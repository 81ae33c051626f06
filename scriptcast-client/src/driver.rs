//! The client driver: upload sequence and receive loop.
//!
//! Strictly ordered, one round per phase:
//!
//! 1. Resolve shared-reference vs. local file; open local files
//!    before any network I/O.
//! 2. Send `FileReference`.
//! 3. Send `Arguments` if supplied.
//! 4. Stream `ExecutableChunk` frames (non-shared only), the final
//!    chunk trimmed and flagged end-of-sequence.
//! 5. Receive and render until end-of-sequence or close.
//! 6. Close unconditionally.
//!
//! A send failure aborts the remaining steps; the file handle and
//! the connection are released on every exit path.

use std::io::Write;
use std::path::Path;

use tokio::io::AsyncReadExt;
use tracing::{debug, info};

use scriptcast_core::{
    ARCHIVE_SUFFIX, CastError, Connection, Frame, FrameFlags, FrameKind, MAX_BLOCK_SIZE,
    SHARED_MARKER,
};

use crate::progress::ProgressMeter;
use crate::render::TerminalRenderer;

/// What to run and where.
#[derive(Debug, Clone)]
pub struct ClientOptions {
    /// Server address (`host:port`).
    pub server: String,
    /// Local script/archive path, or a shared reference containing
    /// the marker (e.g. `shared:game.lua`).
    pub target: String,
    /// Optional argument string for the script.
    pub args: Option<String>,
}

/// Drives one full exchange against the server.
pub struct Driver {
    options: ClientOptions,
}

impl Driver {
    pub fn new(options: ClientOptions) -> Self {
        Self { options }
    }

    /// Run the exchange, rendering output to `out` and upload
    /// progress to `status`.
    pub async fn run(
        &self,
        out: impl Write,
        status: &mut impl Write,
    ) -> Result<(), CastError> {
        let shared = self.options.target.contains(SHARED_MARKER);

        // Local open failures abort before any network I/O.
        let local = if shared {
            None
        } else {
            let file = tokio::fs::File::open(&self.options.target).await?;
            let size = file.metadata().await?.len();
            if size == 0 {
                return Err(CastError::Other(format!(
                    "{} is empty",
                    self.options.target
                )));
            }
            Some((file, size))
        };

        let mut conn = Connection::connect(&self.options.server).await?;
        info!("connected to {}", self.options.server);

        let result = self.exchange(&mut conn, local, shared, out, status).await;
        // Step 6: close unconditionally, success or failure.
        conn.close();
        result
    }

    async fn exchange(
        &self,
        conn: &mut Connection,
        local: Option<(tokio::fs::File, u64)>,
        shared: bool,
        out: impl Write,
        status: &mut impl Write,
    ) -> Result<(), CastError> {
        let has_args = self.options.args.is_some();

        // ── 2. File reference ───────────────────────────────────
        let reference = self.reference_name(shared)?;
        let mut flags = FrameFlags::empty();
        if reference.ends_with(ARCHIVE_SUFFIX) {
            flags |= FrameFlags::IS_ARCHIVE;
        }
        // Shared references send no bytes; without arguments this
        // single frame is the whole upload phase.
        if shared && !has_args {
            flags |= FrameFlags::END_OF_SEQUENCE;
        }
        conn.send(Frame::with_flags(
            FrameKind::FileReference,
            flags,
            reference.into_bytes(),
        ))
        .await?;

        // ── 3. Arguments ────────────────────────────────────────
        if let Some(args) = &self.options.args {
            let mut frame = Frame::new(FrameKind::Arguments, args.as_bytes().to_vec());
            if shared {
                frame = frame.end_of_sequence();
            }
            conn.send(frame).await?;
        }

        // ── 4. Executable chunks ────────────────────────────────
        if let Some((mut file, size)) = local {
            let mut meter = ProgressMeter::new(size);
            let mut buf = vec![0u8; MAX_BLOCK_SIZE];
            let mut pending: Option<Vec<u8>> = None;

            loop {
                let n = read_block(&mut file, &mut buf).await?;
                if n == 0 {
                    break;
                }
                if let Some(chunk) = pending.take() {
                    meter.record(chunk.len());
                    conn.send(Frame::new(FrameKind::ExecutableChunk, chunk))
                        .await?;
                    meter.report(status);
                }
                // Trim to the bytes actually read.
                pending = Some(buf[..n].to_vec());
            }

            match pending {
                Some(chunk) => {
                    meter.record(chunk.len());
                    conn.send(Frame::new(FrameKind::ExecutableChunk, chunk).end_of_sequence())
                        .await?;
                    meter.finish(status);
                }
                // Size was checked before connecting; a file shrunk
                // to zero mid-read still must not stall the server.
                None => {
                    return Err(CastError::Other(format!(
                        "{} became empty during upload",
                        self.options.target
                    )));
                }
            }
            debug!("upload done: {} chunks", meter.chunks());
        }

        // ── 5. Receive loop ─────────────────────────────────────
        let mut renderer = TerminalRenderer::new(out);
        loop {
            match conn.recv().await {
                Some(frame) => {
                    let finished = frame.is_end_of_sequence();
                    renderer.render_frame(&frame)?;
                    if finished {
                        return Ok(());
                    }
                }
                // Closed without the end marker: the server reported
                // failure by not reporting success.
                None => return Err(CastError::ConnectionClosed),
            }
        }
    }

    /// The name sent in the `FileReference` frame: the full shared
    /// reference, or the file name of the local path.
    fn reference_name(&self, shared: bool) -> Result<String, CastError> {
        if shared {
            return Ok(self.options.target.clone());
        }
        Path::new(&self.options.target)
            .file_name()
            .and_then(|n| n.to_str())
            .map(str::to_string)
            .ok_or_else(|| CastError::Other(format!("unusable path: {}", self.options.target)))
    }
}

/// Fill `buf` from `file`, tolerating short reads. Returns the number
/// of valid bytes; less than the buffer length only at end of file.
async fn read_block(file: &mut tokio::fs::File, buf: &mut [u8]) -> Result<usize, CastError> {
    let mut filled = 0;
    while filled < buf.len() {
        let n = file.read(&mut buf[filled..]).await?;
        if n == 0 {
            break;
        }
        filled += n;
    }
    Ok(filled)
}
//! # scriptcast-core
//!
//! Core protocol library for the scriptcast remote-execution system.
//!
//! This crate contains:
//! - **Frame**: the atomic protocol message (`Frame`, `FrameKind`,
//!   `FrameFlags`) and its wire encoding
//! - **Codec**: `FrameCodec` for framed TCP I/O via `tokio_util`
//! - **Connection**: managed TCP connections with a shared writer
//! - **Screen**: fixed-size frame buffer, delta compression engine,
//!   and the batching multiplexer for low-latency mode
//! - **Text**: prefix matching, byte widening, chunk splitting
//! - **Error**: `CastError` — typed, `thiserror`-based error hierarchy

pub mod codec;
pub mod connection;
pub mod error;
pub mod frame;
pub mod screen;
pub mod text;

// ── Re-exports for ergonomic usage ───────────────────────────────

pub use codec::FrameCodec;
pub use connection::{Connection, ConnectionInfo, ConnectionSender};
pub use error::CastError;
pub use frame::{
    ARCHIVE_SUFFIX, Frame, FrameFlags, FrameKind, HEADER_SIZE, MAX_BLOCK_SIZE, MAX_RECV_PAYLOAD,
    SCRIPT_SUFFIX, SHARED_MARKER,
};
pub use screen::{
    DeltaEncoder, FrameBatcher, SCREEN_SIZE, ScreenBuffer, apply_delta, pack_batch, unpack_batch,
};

= = =

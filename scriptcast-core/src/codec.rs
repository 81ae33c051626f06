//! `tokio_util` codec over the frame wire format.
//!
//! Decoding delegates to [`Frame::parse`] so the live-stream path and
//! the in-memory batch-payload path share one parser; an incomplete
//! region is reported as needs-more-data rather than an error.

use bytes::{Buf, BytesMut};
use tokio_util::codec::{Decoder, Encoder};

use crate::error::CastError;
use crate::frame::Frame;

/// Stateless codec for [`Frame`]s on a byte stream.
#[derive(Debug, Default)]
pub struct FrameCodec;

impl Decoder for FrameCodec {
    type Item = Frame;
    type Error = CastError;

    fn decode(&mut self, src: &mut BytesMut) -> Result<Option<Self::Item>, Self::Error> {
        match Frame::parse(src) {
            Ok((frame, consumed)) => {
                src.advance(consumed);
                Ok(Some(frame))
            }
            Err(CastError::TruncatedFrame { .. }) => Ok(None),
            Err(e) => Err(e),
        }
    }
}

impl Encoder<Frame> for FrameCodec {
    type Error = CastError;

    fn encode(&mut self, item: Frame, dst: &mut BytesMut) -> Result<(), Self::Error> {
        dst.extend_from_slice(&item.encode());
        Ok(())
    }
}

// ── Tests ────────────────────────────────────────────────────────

= = =

◆ Problem to work on
There is a line with "for framed TCP" and a line with "widening, chunk splitting" above. Copy exactly those two lines and all lines between them, with nothing else.

◆ Solution for this problem
//! - **Codec**: `FrameCodec` for framed TCP I/O via `tokio_util`
//! - **Connection**: managed TCP connections with a shared writer
//! - **Screen**: fixed-size frame buffer, delta compression engine,
//!   and the batching multiplexer for low-latency mode
//! - **Text**: prefix matching, byte widening, chunk splitting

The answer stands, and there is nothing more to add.